**AIM OF THE TASK**
Only an exact copy of the entries will serve as the answer.

Items from a dataset:
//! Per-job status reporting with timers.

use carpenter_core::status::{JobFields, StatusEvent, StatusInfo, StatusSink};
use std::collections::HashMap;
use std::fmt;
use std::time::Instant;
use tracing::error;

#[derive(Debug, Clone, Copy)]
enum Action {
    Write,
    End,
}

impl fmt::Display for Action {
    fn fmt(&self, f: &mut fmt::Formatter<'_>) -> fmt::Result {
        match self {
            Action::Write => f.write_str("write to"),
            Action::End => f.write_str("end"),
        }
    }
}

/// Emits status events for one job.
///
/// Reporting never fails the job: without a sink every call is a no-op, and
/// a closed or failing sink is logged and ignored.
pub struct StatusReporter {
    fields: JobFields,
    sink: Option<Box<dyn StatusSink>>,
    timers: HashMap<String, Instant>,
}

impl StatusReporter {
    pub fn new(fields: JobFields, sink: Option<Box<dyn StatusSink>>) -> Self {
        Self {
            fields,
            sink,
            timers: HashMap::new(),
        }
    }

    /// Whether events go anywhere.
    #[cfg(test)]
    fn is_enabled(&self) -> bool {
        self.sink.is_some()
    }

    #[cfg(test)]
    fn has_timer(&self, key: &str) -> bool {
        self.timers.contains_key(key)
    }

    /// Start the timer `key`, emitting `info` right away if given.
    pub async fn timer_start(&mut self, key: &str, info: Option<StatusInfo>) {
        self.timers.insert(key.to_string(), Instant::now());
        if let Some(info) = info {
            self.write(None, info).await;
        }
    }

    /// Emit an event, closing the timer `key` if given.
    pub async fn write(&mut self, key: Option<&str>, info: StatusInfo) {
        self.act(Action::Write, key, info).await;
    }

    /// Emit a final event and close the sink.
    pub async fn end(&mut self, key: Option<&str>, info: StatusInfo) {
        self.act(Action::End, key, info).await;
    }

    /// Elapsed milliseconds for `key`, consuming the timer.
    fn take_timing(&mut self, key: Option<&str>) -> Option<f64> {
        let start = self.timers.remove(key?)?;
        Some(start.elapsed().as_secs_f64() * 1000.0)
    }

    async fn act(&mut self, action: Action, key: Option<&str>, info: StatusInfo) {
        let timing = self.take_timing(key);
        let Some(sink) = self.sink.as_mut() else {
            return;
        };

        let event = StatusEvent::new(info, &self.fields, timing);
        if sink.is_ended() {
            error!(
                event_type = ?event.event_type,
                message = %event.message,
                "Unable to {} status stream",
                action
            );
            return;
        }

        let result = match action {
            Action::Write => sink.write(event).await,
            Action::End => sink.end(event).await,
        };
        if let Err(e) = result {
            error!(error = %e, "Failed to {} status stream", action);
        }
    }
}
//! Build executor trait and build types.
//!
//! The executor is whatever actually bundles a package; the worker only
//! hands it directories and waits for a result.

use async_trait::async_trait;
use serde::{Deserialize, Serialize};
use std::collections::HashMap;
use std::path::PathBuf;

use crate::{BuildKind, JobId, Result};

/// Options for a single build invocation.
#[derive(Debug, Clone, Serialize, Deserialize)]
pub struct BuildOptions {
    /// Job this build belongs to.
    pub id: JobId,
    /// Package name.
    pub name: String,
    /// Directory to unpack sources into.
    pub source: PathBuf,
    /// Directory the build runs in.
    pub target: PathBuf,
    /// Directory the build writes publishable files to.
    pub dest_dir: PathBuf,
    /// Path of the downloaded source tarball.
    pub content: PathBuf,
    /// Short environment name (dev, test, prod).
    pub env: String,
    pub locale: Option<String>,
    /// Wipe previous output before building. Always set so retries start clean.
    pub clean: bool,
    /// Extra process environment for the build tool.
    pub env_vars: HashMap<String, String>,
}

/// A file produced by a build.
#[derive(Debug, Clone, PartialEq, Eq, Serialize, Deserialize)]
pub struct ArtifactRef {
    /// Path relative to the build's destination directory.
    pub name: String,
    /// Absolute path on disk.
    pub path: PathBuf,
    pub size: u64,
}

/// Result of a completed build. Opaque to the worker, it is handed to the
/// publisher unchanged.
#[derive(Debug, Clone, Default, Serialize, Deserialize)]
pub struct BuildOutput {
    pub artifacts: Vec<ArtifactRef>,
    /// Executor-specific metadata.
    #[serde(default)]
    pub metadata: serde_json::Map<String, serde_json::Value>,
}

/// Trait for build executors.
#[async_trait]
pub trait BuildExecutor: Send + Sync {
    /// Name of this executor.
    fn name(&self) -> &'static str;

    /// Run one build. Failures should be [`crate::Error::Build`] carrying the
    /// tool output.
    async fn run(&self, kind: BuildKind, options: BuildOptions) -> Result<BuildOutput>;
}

**YOUR SOLUTION**
//! Per-job status reporting with timers.

use carpenter_core::status::{JobFields, StatusEvent, StatusInfo, StatusSink};
use std::collections::HashMap;
use std::fmt;
use std::time::Instant;
use tracing::error;

#[derive(Debug, Clone, Copy)]
enum Action {
    Write,
    End,
}

impl fmt::Display for Action {
    fn fmt(&self, f: &mut fmt::Formatter<'_>) -> fmt::Result {
        match self {
            Action::Write => f.write_str("write to"),
            Action::End => f.write_str("end"),
        }
    }
}

/// Emits status events for one job.
///
/// Reporting never fails the job: without a sink every call is a no-op, and
/// a closed or failing sink is logged and ignored.
pub struct StatusReporter {
    fields: JobFields,
    sink: Option<Box<dyn StatusSink>>,
    timers: HashMap<String, Instant>,
}

impl StatusReporter {
    pub fn new(fields: JobFields, sink: Option<Box<dyn StatusSink>>) -> Self {
        Self {
            fields,
            sink,
            timers: HashMap::new(),
        }
    }

    /// Whether events go anywhere.
    #[cfg(test)]
    fn is_enabled(&self) -> bool {
        self.sink.is_some()
    }

    #[cfg(test)]
    fn has_timer(&self, key: &str) -> bool {
        self.timers.contains_key(key)
    }

    /// Start the timer `key`, emitting `info` right away if given.
    pub async fn timer_start(&mut self, key: &str, info: Option<StatusInfo>) {
        self.timers.insert(key.to_string(), Instant::now());
        if let Some(info) = info {
            self.write(None, info).await;
        }
    }

    /// Emit an event, closing the timer `key` if given.
    pub async fn write(&mut self, key: Option<&str>, info: StatusInfo) {
        self.act(Action::Write, key, info).await;
    }

    /// Emit a final event and close the sink.
    pub async fn end(&mut self, key: Option<&str>, info: StatusInfo) {
        self.act(Action::End, key, info).await;
    }

    /// Elapsed milliseconds for `key`, consuming the timer.
    fn take_timing(&mut self, key: Option<&str>) -> Option<f64> {
        let start = self.timers.remove(key?)?;
        Some(start.elapsed().as_secs_f64() * 1000.0)
    }

    async fn act(&mut self, action: Action, key: Option<&str>, info: StatusInfo) {
        let timing = self.take_timing(key);
        let Some(sink) = self.sink.as_mut() else {
            return;
        };

        let event = StatusEvent::new(info, &self.fields, timing);
        if sink.is_ended() {
            error!(
                event_type = ?event.event_type,
                message = %event.message,
                "Unable to {} status stream",
                action
            );
            return;
        }

        let result = match action {
            Action::Write => sink.write(event).await,
            Action::End => sink.end(event).await,
        };
        if let Err(e) = result {
            error!(error = %e, "Failed to {} status stream", action);
        }
    }
}
//! Build executor trait and build types.
//!
//! The executor is whatever actually bundles a package; the worker only
//! hands it directories and waits for a result.

use async_trait::async_trait;
use serde::{Deserialize, Serialize};
use std::collections::HashMap;
use std::path::PathBuf;

use crate::{BuildKind, JobId, Result};

/// Options for a single build invocation.
#[derive(Debug, Clone, Serialize, Deserialize)]
pub struct BuildOptions {
    /// Job this build belongs to.
    pub id: JobId,
    /// Package name.
    pub name: String,
    /// Directory to unpack sources into.
    pub source: PathBuf,
    /// Directory the build runs in.
    pub target: PathBuf,
    /// Directory the build writes publishable files to.
    pub dest_dir: PathBuf,
    /// Path of the downloaded source tarball.
    pub content: PathBuf,
    /// Short environment name (dev, test, prod).
    pub env: String,
    pub locale: Option<String>,
    /// Wipe previous output before building. Always set so retries start clean.
    pub clean: bool,
    /// Extra process environment for the build tool.
    pub env_vars: HashMap<String, String>,
}

/// A file produced by a build.
#[derive(Debug, Clone, PartialEq, Eq, Serialize, Deserialize)]
pub struct ArtifactRef {
    /// Path relative to the build's destination directory.
    pub name: String,
    /// Absolute path on disk.
    pub path: PathBuf,
    pub size: u64,
}

/// Result of a completed build. Opaque to the worker, it is handed to the
/// publisher unchanged.
#[derive(Debug, Clone, Default, Serialize, Deserialize)]
pub struct BuildOutput {
    pub artifacts: Vec<ArtifactRef>,
    /// Executor-specific metadata.
    #[serde(default)]
    pub metadata: serde_json::Map<String, serde_json::Value>,
}

/// Trait for build executors.
#[async_trait]
pub trait BuildExecutor: Send + Sync {
    /// Name of this executor.
    fn name(&self) -> &'static str;

    /// Run one build. Failures should be [`crate::Error::Build`] carrying the
    /// tool output.
    async fn run(&self, kind: BuildKind, options: BuildOptions) -> Result<BuildOutput>;
}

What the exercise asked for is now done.